A once-touted Mariner East pipeline bribery case is poised to end with no convictions
More than 14 months ago, then-Chester County District Attorney Thomas P. Hogan unveiled what he called “a pretty simple case” of corruption and bribery involving elected law enforcement officers and the controversial Mariner East pipeline.
In a sweeping criminal complaint, Hogan accused a Sunoco executive and four security contractors of paying 19 state constables more than $230,000 over two years to improperly patrol the pipeline route while wearing their uniforms and carrying firearms to act “as a deterrent” to residents and activists who have opposed it. Hogan’s indictment drew national attention, not only for its targeting of the multimillion-dollar project but for the accusations lobbed against an energy giant.
But a county judge’s ruling this week against the final two defendants in the bribery case signaled it could end with an unexpected outcome: not a single criminal conviction.
Judge Edward Griffin on Tuesday ruled that the remaining defendants, Michael Boffo, 60, and Nikolas McKinnon, 40, could enter an advanced rehabilitative diversion program for first-time offenders. Both had been charged with conspiracy, bribery, and related offenses; those charges will be dismissed once they complete the program.
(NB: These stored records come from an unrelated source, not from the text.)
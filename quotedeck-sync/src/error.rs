//! Error types for the sync layer.

use thiserror::Error;

/// Result type for sync operations.
pub type SyncResult<T> = Result<T, SyncError>;

/// Errors that can occur in sync operations.
#[derive(Debug, Error)]
pub enum SyncError {
    /// Network error.
    #[error("network error: {0}")]
    Network(String),

    /// The remote answered with a non-success status.
    #[error("remote returned HTTP {status}")]
    Http { status: u16 },

    /// Protocol error (invalid payload shape).
    #[error("protocol error: {0}")]
    Protocol(String),

    /// Serialization error.
    #[error("serialization error: {0}")]
    Serialization(#[from] serde_json::Error),

    /// Storage error.
    #[error("storage error: {0}")]
    Storage(String),
}
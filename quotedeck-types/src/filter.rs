//! Category filtering.

use crate::Quote;
use serde::{Deserialize, Serialize};
use std::fmt;

/// Sentinel label that selects every category.
pub const ALL_LABEL: &str = "all";

/// Constrains which quotes are visible to selection and display.
#[derive(Debug, Clone, PartialEq, Eq, Serialize, Deserialize)]
pub enum CategoryFilter {
    /// No constraint; every quote matches.
    All,
    /// Only quotes whose `category` equals the label exactly.
    Named(String),
}

impl CategoryFilter {
    /// Builds a filter from a raw label.
    ///
    /// An empty label or the `"all"` sentinel (case-insensitive) yields
    /// [`CategoryFilter::All`]; anything else filters on the trimmed label.
    #[must_use]
    pub fn from_label(label: &str) -> Self {
        let label = label.trim();
        if label.is_empty() || label.eq_ignore_ascii_case(ALL_LABEL) {
            Self::All
        } else {
            Self::Named(label.to_string())
        }
    }

    /// Returns whether the quote passes this filter.
    #[must_use]
    pub fn matches(&self, quote: &Quote) -> bool {
        match self {
            Self::All => true,
            Self::Named(label) => quote.category == *label,
        }
    }
}

impl Default for CategoryFilter {
    fn default() -> Self {
        Self::All
    }
}

impl fmt::Display for CategoryFilter {
    fn fmt(&self, f: &mut fmt::Formatter<'_>) -> fmt::Result {
        match self {
            Self::All => write!(f, "{ALL_LABEL}"),
            Self::Named(label) => write!(f, "{label}"),
        }
    }
}
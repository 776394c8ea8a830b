//! The quote record.

use crate::{Error, QuoteId, Result};
use serde::{Deserialize, Serialize};

/// A single quote in the collection.
///
/// `text` and `category` are non-empty after trimming; both constructors
/// trim their input and enforce that invariant. The collection a store owns
/// preserves insertion order.
#[derive(Debug, Clone, PartialEq, Eq, Serialize, Deserialize)]
pub struct Quote {
    /// Stable unique identifier, assigned at creation.
    pub id: QuoteId,
    /// The quotation body.
    pub text: String,
    /// Free-text classifier label (author-flavored sources map here too).
    pub category: String,
}

impl Quote {
    /// Creates a new quote with a freshly generated id.
    ///
    /// Trims both fields and fails with [`Error::Validation`] when either
    /// trims to empty.
    pub fn new(text: impl AsRef<str>, category: impl AsRef<str>) -> Result<Self> {
        Self::with_id(QuoteId::new(), text, category)
    }

    /// Reconstructs a quote with a known id, applying the same trimming
    /// validation as [`Quote::new`]. Used when decoding stored or imported
    /// records.
    pub fn with_id(id: QuoteId, text: impl AsRef<str>, category: impl AsRef<str>) -> Result<Self> {
        let text = text.as_ref().trim();
        if text.is_empty() {
            return Err(Error::Validation { field: "text" });
        }
        let category = category.as_ref().trim();
        if category.is_empty() {
            return Err(Error::Validation { field: "category" });
        }
        Ok(Self {
            id,
            text: text.to_string(),
            category: category.to_string(),
        })
    }
}
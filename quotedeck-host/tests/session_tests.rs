use quotedeck_host::{QuoteSession, QuoteView};
use quotedeck_select::SelectorConfig;
use quotedeck_storage::{KeyValueStore, MemoryKeyValue, QUOTES_KEY};
use quotedeck_sync::RemoteConfig;
use quotedeck_types::{Error, Quote};
use serde_json::json;
use std::sync::{Arc, Mutex};
use std::time::Duration;
use wiremock::matchers::{method, path};
use wiremock::{Mock, MockServer, ResponseTemplate};

#[derive(Debug, Clone, PartialEq)]
enum Rendered {
    Quote(String),
    Empty(String),
    Notice(String),
}

#[derive(Default)]
struct RecordingView {
    events: Mutex<Vec<Rendered>>,
}

impl RecordingView {
    fn events(&self) -> Vec<Rendered> {
        self.events.lock().unwrap().clone()
    }

    fn last_quote(&self) -> Option<String> {
        self.events()
            .into_iter()
            .rev()
            .find_map(|e| match e {
                Rendered::Quote(text) => Some(text),
                _ => None,
            })
    }

    fn notices(&self) -> Vec<String> {
        self.events()
            .into_iter()
            .filter_map(|e| match e {
                Rendered::Notice(msg) => Some(msg),
                _ => None,
            })
            .collect()
    }
}

impl QuoteView for RecordingView {
    fn show_quote(&self, quote: &Quote) {
        self.events
            .lock()
            .unwrap()
            .push(Rendered::Quote(quote.text.clone()));
    }

    fn show_empty(&self, message: &str) {
        self.events
            .lock()
            .unwrap()
            .push(Rendered::Empty(message.to_string()));
    }

    fn notify(&self, message: &str) {
        self.events
            .lock()
            .unwrap()
            .push(Rendered::Notice(message.to_string()));
    }
}

fn session_over(
    mirror: Arc<MemoryKeyValue>,
) -> (QuoteSession, Arc<RecordingView>) {
    let view = Arc::new(RecordingView::default());
    let session = QuoteSession::new(mirror, view.clone(), SelectorConfig::default());
    (session, view)
}

fn fresh_session() -> (QuoteSession, Arc<RecordingView>) {
    session_over(Arc::new(MemoryKeyValue::new()))
}

// ── init ─────────────────────────────────────────────────────────

#[tokio::test]
async fn init_with_empty_mirror_notifies_and_hints() {
    let (session, view) = fresh_session();
    session.init().await;

    let events = view.events();
    assert!(matches!(events[0], Rendered::Notice(_)));
    assert!(matches!(events[1], Rendered::Empty(_)));
}

#[tokio::test]
async fn init_with_valid_mirror_is_quiet() {
    let mirror = Arc::new(MemoryKeyValue::new());
    mirror
        .put(QUOTES_KEY, r#"[{"text":"saved","category":"T"}]"#)
        .unwrap();

    let (session, view) = session_over(mirror);
    session.init().await;
    assert!(view.notices().is_empty());
}

#[tokio::test]
async fn init_renders_last_shown_when_still_present() {
    let mirror = Arc::new(MemoryKeyValue::new());
    mirror
        .put(
            QUOTES_KEY,
            r#"[{"id":"018f6f00-0000-7000-8000-0000000000aa","text":"only one","category":"T"}]"#,
        )
        .unwrap();

    let (session, view) = session_over(mirror);
    session.init().await;
    session.show_next().await;

    // A second init in the same session re-renders the last-shown record.
    session.init().await;
    assert_eq!(view.last_quote().unwrap(), "only one");
}

// ── show_next ────────────────────────────────────────────────────

#[tokio::test]
async fn show_next_renders_a_stored_quote() {
    let (session, view) = fresh_session();
    session.init().await;
    session.show_next().await;

    let shown = view.last_quote().unwrap();
    assert!(!shown.is_empty());
}

#[tokio::test]
async fn show_next_with_unmatched_filter_shows_empty() {
    let (mut session, view) = fresh_session();
    session.init().await;
    session.set_filter("NoSuchCategory").await;

    assert!(matches!(view.events().last(), Some(Rendered::Empty(_))));
}

// ── submit ───────────────────────────────────────────────────────

#[tokio::test]
async fn submit_renders_the_new_quote() {
    let (session, view) = fresh_session();
    session.init().await;

    let quote = session.submit("fresh words", "Testing").await.unwrap();
    assert_eq!(quote.text, "fresh words");
    assert_eq!(view.last_quote().unwrap(), "fresh words");
}

#[tokio::test]
async fn submit_validation_error_surfaces() {
    let (session, view) = fresh_session();
    session.init().await;
    let before = view.events().len();

    let err = session.submit("  ", "Testing").await.unwrap_err();
    assert!(matches!(err, Error::Validation { field: "text" }));
    // Nothing rendered for the failed submit.
    assert_eq!(view.events().len(), before);
}

#[tokio::test]
async fn submitted_quote_persists_to_mirror() {
    let mirror = Arc::new(MemoryKeyValue::new());
    let (session, _view) = session_over(mirror.clone());
    session.init().await;
    session.submit("durable", "Testing").await.unwrap();

    assert!(mirror.get(QUOTES_KEY).unwrap().unwrap().contains("durable"));
}

// ── import / export ──────────────────────────────────────────────

#[tokio::test]
async fn import_reports_counts_and_renders_first() {
    let (session, view) = fresh_session();
    session.init().await;

    let report = session
        .import_bytes(br#"[{"text":"imported","category":"T"},{"text":""}]"#)
        .await
        .unwrap();
    assert_eq!(report.added, 1);
    assert_eq!(report.dropped, 1);
    assert_eq!(view.last_quote().unwrap(), "imported");
}

#[tokio::test]
async fn import_malformed_payload_surfaces() {
    let (session, _view) = fresh_session();
    session.init().await;
    assert!(session.import_bytes(b"not json").await.is_err());
}

#[tokio::test]
async fn export_then_import_round_trips() {
    let (session, _view) = fresh_session();
    session.init().await;
    session.submit("round trip", "Testing").await.unwrap();

    let exported = session.export_json().await;
    let (other, _other_view) = fresh_session();
    other.init().await;
    let report = other.import_bytes(exported.as_bytes()).await.unwrap();

    // The other session already holds different seeds, so everything from
    // the export is new to it.
    assert_eq!(report.dropped, 0);
    assert_eq!(report.added, 5);
}

#[tokio::test]
async fn export_file_name_shape() {
    let (session, _view) = fresh_session();
    let name = session.export_file_name();
    assert!(name.starts_with("quotes_export_"));
    assert!(name.ends_with(".json"));
}

// ── filtering ────────────────────────────────────────────────────

#[tokio::test]
async fn set_filter_constrains_rendering() {
    let (mut session, view) = fresh_session();
    session.init().await;
    session.submit("one", "Unique").await.unwrap();

    session.set_filter("Unique").await;
    assert_eq!(view.last_quote().unwrap(), "one");
}

#[tokio::test]
async fn categories_reflect_collection() {
    let (session, _view) = fresh_session();
    session.init().await;
    session.submit("a", "Zebra").await.unwrap();

    let categories = session.categories().await;
    assert!(categories.contains(&"Zebra".to_string()));
    let mut sorted = categories.clone();
    sorted.sort();
    assert_eq!(categories, sorted);
}

// ── sync wiring ──────────────────────────────────────────────────

#[tokio::test]
async fn sync_pushes_submitted_quote_once() {
    let server = MockServer::start().await;
    Mock::given(method("GET"))
        .and(path("/quotes"))
        .respond_with(ResponseTemplate::new(200).set_body_json(json!([])))
        .mount(&server)
        .await;
    Mock::given(method("POST"))
        .and(path("/quotes"))
        .respond_with(ResponseTemplate::new(201))
        .expect(1)
        .mount(&server)
        .await;

    let (mut session, _view) = fresh_session();
    session.init().await;
    session.submit("outbound", "Sync").await.unwrap();

    session
        .start_sync(RemoteConfig::new(server.uri()), Duration::from_millis(10))
        .await;
    tokio::time::sleep(Duration::from_millis(100)).await;
    session.stop_sync().await;
}

#[tokio::test]
async fn sync_conflicts_surface_as_notification() {
    let mirror = Arc::new(MemoryKeyValue::new());
    mirror
        .put(
            QUOTES_KEY,
            r#"[{"id":"018f6f00-0000-7000-8000-000000000001","text":"local","category":"T"}]"#,
        )
        .unwrap();

    let server = MockServer::start().await;
    Mock::given(method("GET"))
        .and(path("/quotes"))
        .respond_with(ResponseTemplate::new(200).set_body_json(json!([
            {"id": "018f6f00-0000-7000-8000-000000000001", "text": "remote wins", "category": "T"},
        ])))
        .mount(&server)
        .await;

    let (mut session, view) = session_over(mirror);
    session.init().await;
    session
        .start_sync(RemoteConfig::new(server.uri()), Duration::from_millis(10))
        .await;
    tokio::time::sleep(Duration::from_millis(100)).await;
    session.stop_sync().await;

    assert!(view
        .notices()
        .iter()
        .any(|n| n.contains("conflict")));
}

#[tokio::test]
async fn starting_sync_twice_replaces_the_scheduler() {
    let server = MockServer::start().await;
    Mock::given(method("GET"))
        .and(path("/quotes"))
        .respond_with(ResponseTemplate::new(200).set_body_json(json!([])))
        .mount(&server)
        .await;

    let (mut session, _view) = fresh_session();
    session.init().await;

    session
        .start_sync(RemoteConfig::new(server.uri()), Duration::from_millis(10))
        .await;
    session
        .start_sync(RemoteConfig::new(server.uri()), Duration::from_millis(10))
        .await;
    assert!(session.sync_running());

    session.stop_sync().await;
    assert!(!session.sync_running());
}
In his 2019 court filing, Hogan asserted that Boffo and McKinnon — executives with TigerSwan LLC, a security consulting firm that works with pipeline companies — illegally hired the constables, who are elected officials paid by the county courts, and obscured their payments from public oversight in a “buy-a-badge scheme.”
“This is a pretty simple case,” Hogan said at the time. “State constables sold their badges and official authority. Energy Transfer [Partners, Sunoco’s parent company] bought those badges and authority, then used them as a weapon to intimidate citizens.” In one case, Hogan said, a journalist recording video along the pipeline route in West Whiteland Township was confronted by a uniform-wearing constable who told him to stop.
Courtesy Chester County District Attorney’s office
Hogan also charged Frank Recknagel, the head of security for Sunoco’s pipeline division, as well as James Murphy, the operator of the security firm Raven Knights, accusing them of orchestrating the scheme to hire the constables and hide payments to them.
Two of the three other defendants had their charges dismissed in the last eight months, and a third died before facing a judge.
Neither Hogan nor his successor ever identified the 17 other constables they alleged also were paid by Sunoco.